- Directions for this task
All that should be output is the block of lines below from the line with "CA, CC, CG, CT" to the line with "spawn_ingest(Profile::dna(2).unwrap(), rx)", both included, exactly as written.

>>

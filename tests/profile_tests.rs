//! Integration tests for profile construction and streaming ingestion.

use kira_kmer::{Alphabet, Feed, KmerError, OwnedRecord, Profile, ProfileConfig, spawn_ingest};
use pretty_assertions::assert_eq;

/// Dinucleotide counts of a reference sequence, in index order.
const REFERENCE_K2: [u32; 16] = [
    604, 609, 657, 508, 725, 693, 712, 615, 832, 872, 952, 523, 215, 571, 860, 352,
];

fn reference_profile() -> Profile {
    let mut p = Profile::dna(2).unwrap();
    for (index, &n) in REFERENCE_K2.iter().enumerate() {
        for _ in 0..n {
            p.increment(index).unwrap();
        }
    }
    p
}

#[test]
fn test_profile_size_is_alphabet_pow_k() {
    assert_eq!(Profile::dna(2).unwrap().size(), 16);
    assert_eq!(Profile::dna(3).unwrap().size(), 64);
    let p = ProfileConfig::new(2).alphabet("ACGTN").build().unwrap();
    assert_eq!(p.size(), 25);
}

#[test]
fn test_reference_totals() {
    let mut p = reference_profile();
    assert_eq!(p.total(), 0);
    let expected: u64 = REFERENCE_K2.iter().map(|&c| c as u64).sum();
    assert_eq!(expected, 10300);
    assert_eq!(p.recompute_total(), 10300);
    assert_eq!(p.recompute_total(), 10300);
    assert_eq!(p.frequency(b"AA").unwrap(), 604.0 / 10300.0);
    assert_eq!(p.count_str("TT").unwrap(), 352);
}

#[test]
fn test_reference_transition() {
    let mut p = reference_profile();
    p.recompute_total();
    // successors of "C": CA, CC, CG, CT
    let context = 725.0 + 693.0 + 712.0 + 615.0;
    let got = p.transition_probability(b"AC", b"CG").unwrap();
    assert!((got - 712.0 / context).abs() < 1e-15);
    assert_eq!(p.transition_probability(b"AC", b"GG").unwrap(), 0.0);
}

#[test]
fn test_single_update() {
    let mut p = Profile::dna(2).unwrap();
    p.update(b"AAA").unwrap();
    assert_eq!(p.count_str("AA").unwrap(), 2);
    assert_eq!(p.counts().iter().filter(|&&c| c != 0).count(), 1);
}

#[test]
fn test_update_rejects_bad_input() {
    let mut p = Profile::dna(2).unwrap();
    assert!(matches!(p.update(b"1"), Err(KmerError::InvalidSequence(_))));
    assert!(matches!(p.update(b"1111"), Err(KmerError::InvalidSequence(_))));
    assert_eq!(p.recompute_total(), 0);
}

#[test]
fn test_ingest_is_order_independent() {
    let seqs = ["ACGTTGCA", "GGGCCCAT", "TTTTACG", "CAGTCAGT"];
    let mut forward = Profile::new(3, Alphabet::dna(), false).unwrap();
    let mut backward = Profile::new(3, Alphabet::dna(), false).unwrap();
    forward.ingest_all(seqs).unwrap();
    backward.ingest_all(seqs.iter().rev().copied()).unwrap();
    assert_eq!(forward.counts(), backward.counts());
    assert_eq!(forward.total(), backward.total());
}

#[test]
fn test_both_strands_doubles_windows() {
    let mut single = Profile::dna(3).unwrap();
    let mut both = Profile::new(3, Alphabet::dna(), false).unwrap();
    single.ingest_all(["ACGTTGCAAG"]).unwrap();
    let summary = both.ingest_all(["ACGTTGCAAG"]).unwrap();
    assert_eq!(summary.kmers, 2 * single.total());
    assert_eq!(both.total(), 16);
    // reverse complement of ACG is CGT
    assert_eq!(
        both.count_str("CGT").unwrap(),
        single.count_str("CGT").unwrap() + single.count_str("ACG").unwrap()
    );
}

#[test]
fn test_threaded_profiles_are_independent() {
    let inputs = [vec!["AAAA", "ACAC"], vec!["GGGG", "TGTG", "CCCC"]];
    let handles: Vec<_> = inputs
        .iter()
        .map(|seqs| {
            let (tx, rx) = crossbeam_channel::unbounded();
            for s in seqs {
                tx.send(Feed::Record(OwnedRecord::new("", *s))).unwrap();
            }
            tx.send(Feed::Done).unwrap();
            spawn_ingest(Profile::dna(2).unwrap(), rx)
        })
        .collect();
    let totals: Vec<u64> = handles
        .into_iter()
        .map(|h| {
            let outcome = h.wait().unwrap();
            outcome.result.unwrap();
            assert!(outcome.profile.is_loaded());
            outcome.profile.total()
        })
        .collect();
    assert_eq!(totals, vec![3 + 3, 3 + 3 + 3]);
}

#[test]
fn test_completion_signal_is_selectable() {
    let (tx, rx) = crossbeam_channel::bounded(1);
    let handle = spawn_ingest(Profile::dna(1).unwrap(), rx);
    tx.send(Feed::Record("ACGT")).unwrap();
    tx.send(Feed::Done).unwrap();
    crossbeam_channel::select! {
        recv(handle.completion()) -> outcome => {
            let outcome = outcome.unwrap();
            assert_eq!(outcome.profile.total(), 4);
            assert!(outcome.profile.is_loaded());
        }
        default(std::time::Duration::from_secs(10)) => panic!("ingestion never completed"),
    }
}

<<

- Task output
    // successors of "C": CA, CC, CG, CT
    let context = 725.0 + 693.0 + 712.0 + 615.0;
    let got = p.transition_probability(b"AC", b"CG").unwrap();
    assert!((got - 712.0 / context).abs() < 1e-15);
    assert_eq!(p.transition_probability(b"AC", b"GG").unwrap(), 0.0);
}

#[test]
fn test_single_update() {
    let mut p = Profile::dna(2).unwrap();
    p.update(b"AAA").unwrap();
    assert_eq!(p.count_str("AA").unwrap(), 2);
    assert_eq!(p.counts().iter().filter(|&&c| c != 0).count(), 1);
}

#[test]
fn test_update_rejects_bad_input() {
    let mut p = Profile::dna(2).unwrap();
    assert!(matches!(p.update(b"1"), Err(KmerError::InvalidSequence(_))));
    assert!(matches!(p.update(b"1111"), Err(KmerError::InvalidSequence(_))));
    assert_eq!(p.recompute_total(), 0);
}

#[test]
fn test_ingest_is_order_independent() {
    let seqs = ["ACGTTGCA", "GGGCCCAT", "TTTTACG", "CAGTCAGT"];
    let mut forward = Profile::new(3, Alphabet::dna(), false).unwrap();
    let mut backward = Profile::new(3, Alphabet::dna(), false).unwrap();
    forward.ingest_all(seqs).unwrap();
    backward.ingest_all(seqs.iter().rev().copied()).unwrap();
    assert_eq!(forward.counts(), backward.counts());
    assert_eq!(forward.total(), backward.total());
}

#[test]
fn test_both_strands_doubles_windows() {
    let mut single = Profile::dna(3).unwrap();
    let mut both = Profile::new(3, Alphabet::dna(), false).unwrap();
    single.ingest_all(["ACGTTGCAAG"]).unwrap();
    let summary = both.ingest_all(["ACGTTGCAAG"]).unwrap();
    assert_eq!(summary.kmers, 2 * single.total());
    assert_eq!(both.total(), 16);
    // reverse complement of ACG is CGT
    assert_eq!(
        both.count_str("CGT").unwrap(),
        single.count_str("CGT").unwrap() + single.count_str("ACG").unwrap()
    );
}

#[test]
fn test_threaded_profiles_are_independent() {
    let inputs = [vec!["AAAA", "ACAC"], vec!["GGGG", "TGTG", "CCCC"]];
    let handles: Vec<_> = inputs
        .iter()
        .map(|seqs| {
            let (tx, rx) = crossbeam_channel::unbounded();
            for s in seqs {
                tx.send(Feed::Record(OwnedRecord::new("", *s))).unwrap();
            }
            tx.send(Feed::Done).unwrap();
            spawn_ingest(Profile::dna(2).unwrap(), rx)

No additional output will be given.